WHAT TO WORK ON. Nothing beyond the line containing "pub const DEFAULT_TEMPERATURE: f64 = 0.7;" should be printed; print each line exactly from the first line of the listing below through it.

SOURCE DATA.
++++

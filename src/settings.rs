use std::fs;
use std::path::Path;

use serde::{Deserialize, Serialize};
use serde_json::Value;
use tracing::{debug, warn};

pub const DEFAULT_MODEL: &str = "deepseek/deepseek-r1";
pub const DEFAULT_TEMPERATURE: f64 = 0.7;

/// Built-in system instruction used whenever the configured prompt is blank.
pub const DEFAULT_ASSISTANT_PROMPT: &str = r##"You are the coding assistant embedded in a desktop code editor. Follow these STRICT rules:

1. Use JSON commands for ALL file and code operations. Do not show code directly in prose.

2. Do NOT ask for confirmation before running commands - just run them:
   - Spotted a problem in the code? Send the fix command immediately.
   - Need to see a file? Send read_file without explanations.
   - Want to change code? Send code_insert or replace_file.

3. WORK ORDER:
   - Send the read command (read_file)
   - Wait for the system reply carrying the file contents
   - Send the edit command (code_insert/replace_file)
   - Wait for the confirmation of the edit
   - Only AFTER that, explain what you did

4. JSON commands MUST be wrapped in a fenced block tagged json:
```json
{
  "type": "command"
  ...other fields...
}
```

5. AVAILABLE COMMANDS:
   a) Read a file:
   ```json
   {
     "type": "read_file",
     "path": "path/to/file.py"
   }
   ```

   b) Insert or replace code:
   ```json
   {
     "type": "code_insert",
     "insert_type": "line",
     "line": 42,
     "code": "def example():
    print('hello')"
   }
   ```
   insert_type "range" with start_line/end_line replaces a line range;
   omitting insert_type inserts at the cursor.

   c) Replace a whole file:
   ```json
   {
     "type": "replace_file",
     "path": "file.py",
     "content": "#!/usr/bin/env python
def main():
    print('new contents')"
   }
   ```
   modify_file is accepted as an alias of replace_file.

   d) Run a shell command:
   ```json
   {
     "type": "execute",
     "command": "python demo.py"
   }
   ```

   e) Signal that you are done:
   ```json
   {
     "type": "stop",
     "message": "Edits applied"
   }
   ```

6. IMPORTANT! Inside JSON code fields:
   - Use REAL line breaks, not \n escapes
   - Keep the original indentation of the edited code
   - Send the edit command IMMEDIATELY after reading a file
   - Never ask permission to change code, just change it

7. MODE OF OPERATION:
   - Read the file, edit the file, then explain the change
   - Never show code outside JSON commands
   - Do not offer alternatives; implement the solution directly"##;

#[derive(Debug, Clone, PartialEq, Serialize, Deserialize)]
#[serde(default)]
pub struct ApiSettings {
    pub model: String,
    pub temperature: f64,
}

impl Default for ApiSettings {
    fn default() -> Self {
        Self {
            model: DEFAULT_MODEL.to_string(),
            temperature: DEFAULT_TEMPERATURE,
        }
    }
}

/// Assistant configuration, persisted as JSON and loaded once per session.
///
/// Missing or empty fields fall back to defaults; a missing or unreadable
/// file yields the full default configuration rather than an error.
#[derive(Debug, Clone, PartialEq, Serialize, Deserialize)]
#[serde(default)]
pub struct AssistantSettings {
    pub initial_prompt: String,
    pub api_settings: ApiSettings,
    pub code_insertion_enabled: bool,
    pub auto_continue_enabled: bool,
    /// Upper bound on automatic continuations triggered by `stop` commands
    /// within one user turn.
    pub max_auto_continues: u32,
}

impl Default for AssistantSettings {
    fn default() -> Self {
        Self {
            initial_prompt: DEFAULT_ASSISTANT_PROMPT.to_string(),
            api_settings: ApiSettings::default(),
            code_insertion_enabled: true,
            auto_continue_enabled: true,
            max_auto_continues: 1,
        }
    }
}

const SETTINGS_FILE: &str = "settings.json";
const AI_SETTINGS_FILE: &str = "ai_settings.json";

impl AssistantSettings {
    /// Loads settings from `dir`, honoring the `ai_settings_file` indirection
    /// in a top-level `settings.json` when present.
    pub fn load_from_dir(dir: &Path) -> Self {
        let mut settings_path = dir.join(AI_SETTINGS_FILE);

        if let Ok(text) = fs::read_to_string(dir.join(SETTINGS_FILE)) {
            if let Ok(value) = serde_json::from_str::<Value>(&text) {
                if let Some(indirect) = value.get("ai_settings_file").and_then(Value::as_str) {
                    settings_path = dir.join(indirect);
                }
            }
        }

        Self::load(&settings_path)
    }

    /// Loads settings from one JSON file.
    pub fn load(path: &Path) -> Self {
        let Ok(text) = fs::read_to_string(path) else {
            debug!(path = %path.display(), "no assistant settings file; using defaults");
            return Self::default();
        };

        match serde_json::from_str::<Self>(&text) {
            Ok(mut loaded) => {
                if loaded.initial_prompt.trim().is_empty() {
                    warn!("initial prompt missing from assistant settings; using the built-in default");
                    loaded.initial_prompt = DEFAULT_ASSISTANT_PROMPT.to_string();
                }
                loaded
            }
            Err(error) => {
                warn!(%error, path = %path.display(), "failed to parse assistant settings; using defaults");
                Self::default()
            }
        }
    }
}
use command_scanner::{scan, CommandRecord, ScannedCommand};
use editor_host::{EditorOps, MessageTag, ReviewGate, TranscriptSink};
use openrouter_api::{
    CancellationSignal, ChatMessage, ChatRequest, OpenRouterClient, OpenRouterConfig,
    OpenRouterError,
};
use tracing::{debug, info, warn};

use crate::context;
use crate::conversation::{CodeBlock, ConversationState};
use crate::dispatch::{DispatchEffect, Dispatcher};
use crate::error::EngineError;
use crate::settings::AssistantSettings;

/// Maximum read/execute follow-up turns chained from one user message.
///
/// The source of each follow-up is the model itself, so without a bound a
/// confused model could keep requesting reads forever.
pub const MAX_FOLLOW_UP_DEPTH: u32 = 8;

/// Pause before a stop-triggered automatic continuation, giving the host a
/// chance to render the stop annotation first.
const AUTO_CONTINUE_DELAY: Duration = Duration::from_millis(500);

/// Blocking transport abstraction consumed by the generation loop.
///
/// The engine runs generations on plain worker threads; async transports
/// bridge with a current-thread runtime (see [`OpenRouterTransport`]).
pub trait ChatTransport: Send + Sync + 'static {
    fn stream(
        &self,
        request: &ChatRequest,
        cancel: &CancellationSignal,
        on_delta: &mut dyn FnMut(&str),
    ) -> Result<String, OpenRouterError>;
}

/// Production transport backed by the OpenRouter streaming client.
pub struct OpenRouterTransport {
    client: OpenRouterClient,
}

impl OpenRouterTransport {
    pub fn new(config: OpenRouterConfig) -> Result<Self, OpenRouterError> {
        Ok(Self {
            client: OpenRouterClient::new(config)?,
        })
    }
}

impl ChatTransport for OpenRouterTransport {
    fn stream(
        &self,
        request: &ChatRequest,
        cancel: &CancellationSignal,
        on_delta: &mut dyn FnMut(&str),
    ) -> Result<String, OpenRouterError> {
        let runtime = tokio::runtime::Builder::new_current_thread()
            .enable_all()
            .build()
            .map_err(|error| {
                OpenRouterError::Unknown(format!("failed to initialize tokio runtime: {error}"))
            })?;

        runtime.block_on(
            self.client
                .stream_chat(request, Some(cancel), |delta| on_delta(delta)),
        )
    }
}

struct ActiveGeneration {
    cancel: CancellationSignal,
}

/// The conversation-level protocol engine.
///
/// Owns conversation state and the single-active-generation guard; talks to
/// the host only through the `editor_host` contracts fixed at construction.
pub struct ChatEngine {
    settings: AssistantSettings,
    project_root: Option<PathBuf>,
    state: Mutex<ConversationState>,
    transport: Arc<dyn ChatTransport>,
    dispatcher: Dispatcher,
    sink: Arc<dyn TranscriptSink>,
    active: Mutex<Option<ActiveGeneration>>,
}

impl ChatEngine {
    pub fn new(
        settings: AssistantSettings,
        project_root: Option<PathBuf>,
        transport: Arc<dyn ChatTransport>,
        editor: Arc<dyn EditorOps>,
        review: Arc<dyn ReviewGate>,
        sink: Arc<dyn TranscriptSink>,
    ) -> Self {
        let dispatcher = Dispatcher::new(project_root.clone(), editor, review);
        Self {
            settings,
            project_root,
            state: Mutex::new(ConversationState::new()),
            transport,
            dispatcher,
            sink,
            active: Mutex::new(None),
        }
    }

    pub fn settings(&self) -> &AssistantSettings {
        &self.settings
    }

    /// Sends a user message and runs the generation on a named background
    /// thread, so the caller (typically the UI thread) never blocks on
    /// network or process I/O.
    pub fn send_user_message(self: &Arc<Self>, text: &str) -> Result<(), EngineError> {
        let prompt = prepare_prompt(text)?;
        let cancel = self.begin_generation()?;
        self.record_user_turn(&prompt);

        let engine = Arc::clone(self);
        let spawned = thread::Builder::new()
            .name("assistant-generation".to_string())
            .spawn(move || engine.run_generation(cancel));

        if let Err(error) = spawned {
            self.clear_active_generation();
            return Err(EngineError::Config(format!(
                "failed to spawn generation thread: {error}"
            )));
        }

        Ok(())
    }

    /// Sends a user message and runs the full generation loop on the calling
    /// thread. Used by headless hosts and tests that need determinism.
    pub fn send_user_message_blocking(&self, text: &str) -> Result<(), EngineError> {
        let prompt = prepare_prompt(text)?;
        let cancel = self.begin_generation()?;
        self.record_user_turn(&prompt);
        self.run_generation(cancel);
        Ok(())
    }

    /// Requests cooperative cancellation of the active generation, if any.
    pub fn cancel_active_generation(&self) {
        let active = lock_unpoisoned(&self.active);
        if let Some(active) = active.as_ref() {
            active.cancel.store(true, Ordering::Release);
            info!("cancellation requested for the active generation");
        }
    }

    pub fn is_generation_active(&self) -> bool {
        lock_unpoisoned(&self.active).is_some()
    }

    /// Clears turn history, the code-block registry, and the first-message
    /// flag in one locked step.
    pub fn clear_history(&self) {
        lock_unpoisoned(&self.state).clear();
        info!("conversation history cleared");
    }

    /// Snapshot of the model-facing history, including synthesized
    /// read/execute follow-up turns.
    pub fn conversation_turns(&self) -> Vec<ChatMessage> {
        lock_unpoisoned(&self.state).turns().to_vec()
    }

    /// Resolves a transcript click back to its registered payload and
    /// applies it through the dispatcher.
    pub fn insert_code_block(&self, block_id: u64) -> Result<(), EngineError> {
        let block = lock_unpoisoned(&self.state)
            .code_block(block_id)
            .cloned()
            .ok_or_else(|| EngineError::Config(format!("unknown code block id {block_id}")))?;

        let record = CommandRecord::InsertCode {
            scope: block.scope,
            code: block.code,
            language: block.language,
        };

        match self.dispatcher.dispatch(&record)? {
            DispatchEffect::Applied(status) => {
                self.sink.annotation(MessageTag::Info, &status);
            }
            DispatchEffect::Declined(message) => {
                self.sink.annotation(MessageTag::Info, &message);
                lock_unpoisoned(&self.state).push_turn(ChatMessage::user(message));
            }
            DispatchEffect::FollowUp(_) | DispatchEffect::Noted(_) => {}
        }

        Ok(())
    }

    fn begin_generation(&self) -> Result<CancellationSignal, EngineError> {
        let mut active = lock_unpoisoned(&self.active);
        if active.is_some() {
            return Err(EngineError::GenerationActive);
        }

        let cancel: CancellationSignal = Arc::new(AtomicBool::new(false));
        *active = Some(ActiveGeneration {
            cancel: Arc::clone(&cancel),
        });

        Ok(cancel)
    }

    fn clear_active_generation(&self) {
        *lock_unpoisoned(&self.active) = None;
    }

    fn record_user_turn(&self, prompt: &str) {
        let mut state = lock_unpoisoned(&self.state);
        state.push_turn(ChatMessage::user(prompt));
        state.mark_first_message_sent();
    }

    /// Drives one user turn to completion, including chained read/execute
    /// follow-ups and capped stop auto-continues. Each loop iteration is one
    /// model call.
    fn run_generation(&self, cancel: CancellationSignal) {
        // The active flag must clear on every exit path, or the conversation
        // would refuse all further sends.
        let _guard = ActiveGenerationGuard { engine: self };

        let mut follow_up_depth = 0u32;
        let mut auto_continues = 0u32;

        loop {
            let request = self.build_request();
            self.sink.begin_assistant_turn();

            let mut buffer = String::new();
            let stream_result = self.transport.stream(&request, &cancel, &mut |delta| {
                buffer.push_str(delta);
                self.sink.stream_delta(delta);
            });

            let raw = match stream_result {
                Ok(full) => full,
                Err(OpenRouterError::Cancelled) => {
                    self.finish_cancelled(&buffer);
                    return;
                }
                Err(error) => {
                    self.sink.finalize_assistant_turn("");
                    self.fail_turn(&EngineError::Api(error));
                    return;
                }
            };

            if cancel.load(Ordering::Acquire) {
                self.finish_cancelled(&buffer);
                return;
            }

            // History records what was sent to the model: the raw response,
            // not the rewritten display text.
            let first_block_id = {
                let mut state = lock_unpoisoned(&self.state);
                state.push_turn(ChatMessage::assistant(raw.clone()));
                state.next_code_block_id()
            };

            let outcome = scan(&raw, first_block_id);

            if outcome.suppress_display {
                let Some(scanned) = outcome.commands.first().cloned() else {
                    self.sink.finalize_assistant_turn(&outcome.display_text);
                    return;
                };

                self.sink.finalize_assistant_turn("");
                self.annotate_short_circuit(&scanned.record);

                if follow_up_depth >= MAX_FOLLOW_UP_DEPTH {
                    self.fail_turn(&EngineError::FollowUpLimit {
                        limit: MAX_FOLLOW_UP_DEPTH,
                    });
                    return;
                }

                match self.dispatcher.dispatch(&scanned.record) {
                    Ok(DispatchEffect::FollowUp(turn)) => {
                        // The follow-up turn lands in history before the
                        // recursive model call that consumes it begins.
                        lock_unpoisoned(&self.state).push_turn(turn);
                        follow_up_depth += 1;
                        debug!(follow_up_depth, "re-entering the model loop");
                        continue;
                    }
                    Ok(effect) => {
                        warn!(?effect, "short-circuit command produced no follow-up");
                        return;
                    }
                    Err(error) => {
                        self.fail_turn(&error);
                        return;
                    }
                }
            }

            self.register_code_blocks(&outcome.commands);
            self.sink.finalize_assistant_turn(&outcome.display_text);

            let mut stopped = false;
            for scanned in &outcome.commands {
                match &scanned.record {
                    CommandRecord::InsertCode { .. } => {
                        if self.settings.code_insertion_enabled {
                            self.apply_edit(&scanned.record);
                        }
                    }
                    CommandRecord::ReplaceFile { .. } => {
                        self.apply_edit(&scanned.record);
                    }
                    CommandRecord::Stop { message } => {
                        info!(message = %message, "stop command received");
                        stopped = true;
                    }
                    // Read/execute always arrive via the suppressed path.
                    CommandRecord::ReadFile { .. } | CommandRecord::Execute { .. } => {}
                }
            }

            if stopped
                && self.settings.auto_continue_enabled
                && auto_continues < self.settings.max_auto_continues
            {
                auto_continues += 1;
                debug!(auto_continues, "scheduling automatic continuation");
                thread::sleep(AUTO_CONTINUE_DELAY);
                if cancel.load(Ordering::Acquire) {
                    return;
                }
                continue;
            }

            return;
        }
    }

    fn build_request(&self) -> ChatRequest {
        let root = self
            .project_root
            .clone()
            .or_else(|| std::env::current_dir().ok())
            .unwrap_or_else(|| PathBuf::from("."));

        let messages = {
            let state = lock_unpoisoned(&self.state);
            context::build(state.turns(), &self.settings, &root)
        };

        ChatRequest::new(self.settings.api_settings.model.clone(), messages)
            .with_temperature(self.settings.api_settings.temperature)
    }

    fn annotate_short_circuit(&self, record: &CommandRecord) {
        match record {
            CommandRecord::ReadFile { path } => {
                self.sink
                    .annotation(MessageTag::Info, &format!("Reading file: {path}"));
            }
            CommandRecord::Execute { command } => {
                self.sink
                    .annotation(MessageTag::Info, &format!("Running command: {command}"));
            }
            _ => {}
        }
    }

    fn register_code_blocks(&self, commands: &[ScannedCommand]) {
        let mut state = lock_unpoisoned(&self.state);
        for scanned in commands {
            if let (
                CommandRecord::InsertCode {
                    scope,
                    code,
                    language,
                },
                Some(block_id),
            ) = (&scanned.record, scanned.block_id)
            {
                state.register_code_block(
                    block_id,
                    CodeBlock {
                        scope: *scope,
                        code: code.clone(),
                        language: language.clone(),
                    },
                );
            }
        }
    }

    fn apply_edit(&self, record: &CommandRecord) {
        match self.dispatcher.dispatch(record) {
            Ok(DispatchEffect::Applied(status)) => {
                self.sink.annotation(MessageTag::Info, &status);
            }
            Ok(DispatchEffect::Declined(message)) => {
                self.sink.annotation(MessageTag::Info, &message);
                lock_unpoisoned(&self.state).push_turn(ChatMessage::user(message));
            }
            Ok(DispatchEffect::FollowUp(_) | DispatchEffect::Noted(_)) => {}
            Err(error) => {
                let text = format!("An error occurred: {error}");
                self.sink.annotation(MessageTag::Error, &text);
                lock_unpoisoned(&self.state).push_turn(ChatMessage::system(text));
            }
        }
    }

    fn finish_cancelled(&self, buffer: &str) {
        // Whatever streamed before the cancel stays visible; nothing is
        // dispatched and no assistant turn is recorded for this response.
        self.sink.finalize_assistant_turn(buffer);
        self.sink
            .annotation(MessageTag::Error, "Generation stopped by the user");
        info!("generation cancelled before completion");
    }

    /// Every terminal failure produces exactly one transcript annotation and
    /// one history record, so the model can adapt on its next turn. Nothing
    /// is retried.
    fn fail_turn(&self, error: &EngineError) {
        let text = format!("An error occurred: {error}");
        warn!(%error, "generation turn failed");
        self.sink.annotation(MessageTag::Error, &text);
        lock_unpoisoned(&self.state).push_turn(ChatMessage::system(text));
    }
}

++++

ANSWER SECTION.
filename src/settings.rs
use std::fs;
use std::path::Path;

use serde::{Deserialize, Serialize};
use serde_json::Value;
use tracing::{debug, warn};

pub const DEFAULT_MODEL: &str = "deepseek/deepseek-r1";
pub const DEFAULT_TEMPERATURE: f64 = 0.7;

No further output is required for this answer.